Problem requirements » Among the entries that follow, find every line with the word "data" and list it.

Input material »
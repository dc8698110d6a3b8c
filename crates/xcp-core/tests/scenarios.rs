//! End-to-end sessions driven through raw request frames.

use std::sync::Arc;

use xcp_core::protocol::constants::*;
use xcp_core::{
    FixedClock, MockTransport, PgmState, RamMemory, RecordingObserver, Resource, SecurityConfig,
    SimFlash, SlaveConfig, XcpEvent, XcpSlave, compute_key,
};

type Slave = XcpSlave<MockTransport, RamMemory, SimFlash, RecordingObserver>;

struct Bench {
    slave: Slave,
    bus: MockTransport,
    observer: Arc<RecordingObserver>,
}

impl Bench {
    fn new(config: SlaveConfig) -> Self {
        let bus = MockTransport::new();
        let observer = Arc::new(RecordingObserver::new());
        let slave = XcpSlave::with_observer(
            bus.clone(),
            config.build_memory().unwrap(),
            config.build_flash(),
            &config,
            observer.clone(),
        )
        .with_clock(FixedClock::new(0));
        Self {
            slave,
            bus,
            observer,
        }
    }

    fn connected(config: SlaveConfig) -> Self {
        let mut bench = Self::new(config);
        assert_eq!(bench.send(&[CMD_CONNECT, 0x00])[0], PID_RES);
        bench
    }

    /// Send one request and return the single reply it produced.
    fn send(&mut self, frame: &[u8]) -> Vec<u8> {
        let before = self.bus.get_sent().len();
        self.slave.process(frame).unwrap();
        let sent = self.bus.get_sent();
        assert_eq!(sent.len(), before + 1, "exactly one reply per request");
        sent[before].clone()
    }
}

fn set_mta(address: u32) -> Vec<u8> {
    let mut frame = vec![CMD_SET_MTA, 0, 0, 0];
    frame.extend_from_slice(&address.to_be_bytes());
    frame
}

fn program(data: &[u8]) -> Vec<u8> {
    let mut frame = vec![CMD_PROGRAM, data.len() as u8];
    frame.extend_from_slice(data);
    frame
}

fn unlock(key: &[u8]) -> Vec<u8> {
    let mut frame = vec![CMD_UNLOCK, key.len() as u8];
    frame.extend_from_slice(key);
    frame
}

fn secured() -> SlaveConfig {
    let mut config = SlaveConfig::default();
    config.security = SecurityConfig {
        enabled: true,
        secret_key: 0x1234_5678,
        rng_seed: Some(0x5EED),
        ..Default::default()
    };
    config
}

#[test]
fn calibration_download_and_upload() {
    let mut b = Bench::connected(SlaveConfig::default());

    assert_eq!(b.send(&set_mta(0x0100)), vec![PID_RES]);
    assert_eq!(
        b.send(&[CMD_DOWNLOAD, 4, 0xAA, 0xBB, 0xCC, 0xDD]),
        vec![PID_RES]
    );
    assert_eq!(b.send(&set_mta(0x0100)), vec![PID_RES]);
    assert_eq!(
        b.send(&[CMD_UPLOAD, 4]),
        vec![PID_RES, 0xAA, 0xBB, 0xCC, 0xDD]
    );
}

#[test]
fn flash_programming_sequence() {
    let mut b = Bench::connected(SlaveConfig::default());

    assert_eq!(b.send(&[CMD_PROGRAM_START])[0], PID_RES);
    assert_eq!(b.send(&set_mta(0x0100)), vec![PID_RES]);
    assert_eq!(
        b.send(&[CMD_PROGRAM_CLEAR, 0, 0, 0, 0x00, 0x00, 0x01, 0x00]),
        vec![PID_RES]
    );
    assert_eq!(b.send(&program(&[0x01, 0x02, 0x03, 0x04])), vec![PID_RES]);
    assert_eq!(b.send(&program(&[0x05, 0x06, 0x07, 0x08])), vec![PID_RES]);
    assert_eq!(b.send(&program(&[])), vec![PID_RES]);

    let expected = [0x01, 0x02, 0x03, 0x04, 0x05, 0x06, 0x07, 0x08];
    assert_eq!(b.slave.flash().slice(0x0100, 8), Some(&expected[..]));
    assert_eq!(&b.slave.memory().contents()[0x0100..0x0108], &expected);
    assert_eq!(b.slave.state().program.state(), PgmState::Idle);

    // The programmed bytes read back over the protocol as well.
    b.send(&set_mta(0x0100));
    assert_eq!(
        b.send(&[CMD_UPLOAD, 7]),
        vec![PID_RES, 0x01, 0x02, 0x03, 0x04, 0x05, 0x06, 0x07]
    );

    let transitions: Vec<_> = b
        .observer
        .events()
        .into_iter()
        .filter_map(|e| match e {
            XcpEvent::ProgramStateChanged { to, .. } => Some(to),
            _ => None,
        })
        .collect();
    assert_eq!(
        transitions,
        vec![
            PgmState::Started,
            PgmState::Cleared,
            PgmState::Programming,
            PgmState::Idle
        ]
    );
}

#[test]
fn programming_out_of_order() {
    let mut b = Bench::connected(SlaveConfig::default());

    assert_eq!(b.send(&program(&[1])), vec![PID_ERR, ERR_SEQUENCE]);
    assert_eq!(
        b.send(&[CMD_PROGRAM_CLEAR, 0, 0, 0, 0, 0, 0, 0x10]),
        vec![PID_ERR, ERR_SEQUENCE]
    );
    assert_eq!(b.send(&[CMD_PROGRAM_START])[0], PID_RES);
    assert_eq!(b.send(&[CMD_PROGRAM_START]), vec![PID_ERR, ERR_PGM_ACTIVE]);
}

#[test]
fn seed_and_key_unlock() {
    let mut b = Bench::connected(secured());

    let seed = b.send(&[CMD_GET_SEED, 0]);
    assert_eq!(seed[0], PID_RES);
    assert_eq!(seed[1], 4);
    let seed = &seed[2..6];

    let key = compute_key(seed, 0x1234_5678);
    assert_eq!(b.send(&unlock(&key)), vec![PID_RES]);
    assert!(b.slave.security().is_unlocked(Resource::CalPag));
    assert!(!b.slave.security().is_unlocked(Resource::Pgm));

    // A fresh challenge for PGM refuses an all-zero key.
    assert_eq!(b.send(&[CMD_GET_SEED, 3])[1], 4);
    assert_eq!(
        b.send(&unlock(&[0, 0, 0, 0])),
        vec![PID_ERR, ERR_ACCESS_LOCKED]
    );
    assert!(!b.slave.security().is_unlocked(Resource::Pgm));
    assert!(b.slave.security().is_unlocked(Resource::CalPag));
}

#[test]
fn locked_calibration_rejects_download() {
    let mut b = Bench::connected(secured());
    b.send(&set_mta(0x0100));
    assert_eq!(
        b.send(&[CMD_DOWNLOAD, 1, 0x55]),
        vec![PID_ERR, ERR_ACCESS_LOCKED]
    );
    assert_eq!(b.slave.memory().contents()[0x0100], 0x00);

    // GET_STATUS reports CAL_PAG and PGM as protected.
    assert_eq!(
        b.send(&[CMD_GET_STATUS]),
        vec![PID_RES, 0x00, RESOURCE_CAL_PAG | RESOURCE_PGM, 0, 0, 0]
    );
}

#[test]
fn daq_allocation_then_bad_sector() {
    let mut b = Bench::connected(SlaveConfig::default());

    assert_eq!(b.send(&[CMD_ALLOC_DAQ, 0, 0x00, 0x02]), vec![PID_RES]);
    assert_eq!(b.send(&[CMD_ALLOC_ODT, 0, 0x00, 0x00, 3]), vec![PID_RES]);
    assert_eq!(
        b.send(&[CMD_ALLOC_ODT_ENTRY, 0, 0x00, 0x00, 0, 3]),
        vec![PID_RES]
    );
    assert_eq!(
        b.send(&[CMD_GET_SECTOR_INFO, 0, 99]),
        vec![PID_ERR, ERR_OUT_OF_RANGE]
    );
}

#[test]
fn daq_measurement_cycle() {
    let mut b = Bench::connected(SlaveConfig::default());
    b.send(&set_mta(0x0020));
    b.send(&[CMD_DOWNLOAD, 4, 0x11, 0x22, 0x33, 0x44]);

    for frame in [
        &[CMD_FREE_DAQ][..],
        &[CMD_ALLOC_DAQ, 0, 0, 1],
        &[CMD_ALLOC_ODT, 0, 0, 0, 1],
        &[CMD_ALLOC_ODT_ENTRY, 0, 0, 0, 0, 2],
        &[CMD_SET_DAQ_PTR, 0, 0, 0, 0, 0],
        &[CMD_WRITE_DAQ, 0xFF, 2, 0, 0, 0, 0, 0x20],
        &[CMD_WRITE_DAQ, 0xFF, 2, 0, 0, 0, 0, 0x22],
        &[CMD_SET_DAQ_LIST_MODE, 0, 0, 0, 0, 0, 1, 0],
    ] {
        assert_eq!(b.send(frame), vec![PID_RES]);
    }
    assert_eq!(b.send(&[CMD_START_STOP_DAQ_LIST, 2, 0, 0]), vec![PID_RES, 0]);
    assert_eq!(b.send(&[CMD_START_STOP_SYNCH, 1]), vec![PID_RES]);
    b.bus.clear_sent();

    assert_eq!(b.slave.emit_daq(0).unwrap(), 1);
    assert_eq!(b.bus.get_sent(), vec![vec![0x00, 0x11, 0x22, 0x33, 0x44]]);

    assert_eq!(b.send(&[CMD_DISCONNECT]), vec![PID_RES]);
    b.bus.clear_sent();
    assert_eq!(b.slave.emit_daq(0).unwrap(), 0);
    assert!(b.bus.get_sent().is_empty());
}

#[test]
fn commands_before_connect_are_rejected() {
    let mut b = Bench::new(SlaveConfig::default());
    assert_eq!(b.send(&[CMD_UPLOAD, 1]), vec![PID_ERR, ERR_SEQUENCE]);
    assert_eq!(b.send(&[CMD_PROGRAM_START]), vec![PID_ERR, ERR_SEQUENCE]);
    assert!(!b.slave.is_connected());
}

Answer below »
fn program(data: &[u8]) -> Vec<u8> {
    let mut frame = vec![CMD_PROGRAM, data.len() as u8];
    frame.extend_from_slice(data);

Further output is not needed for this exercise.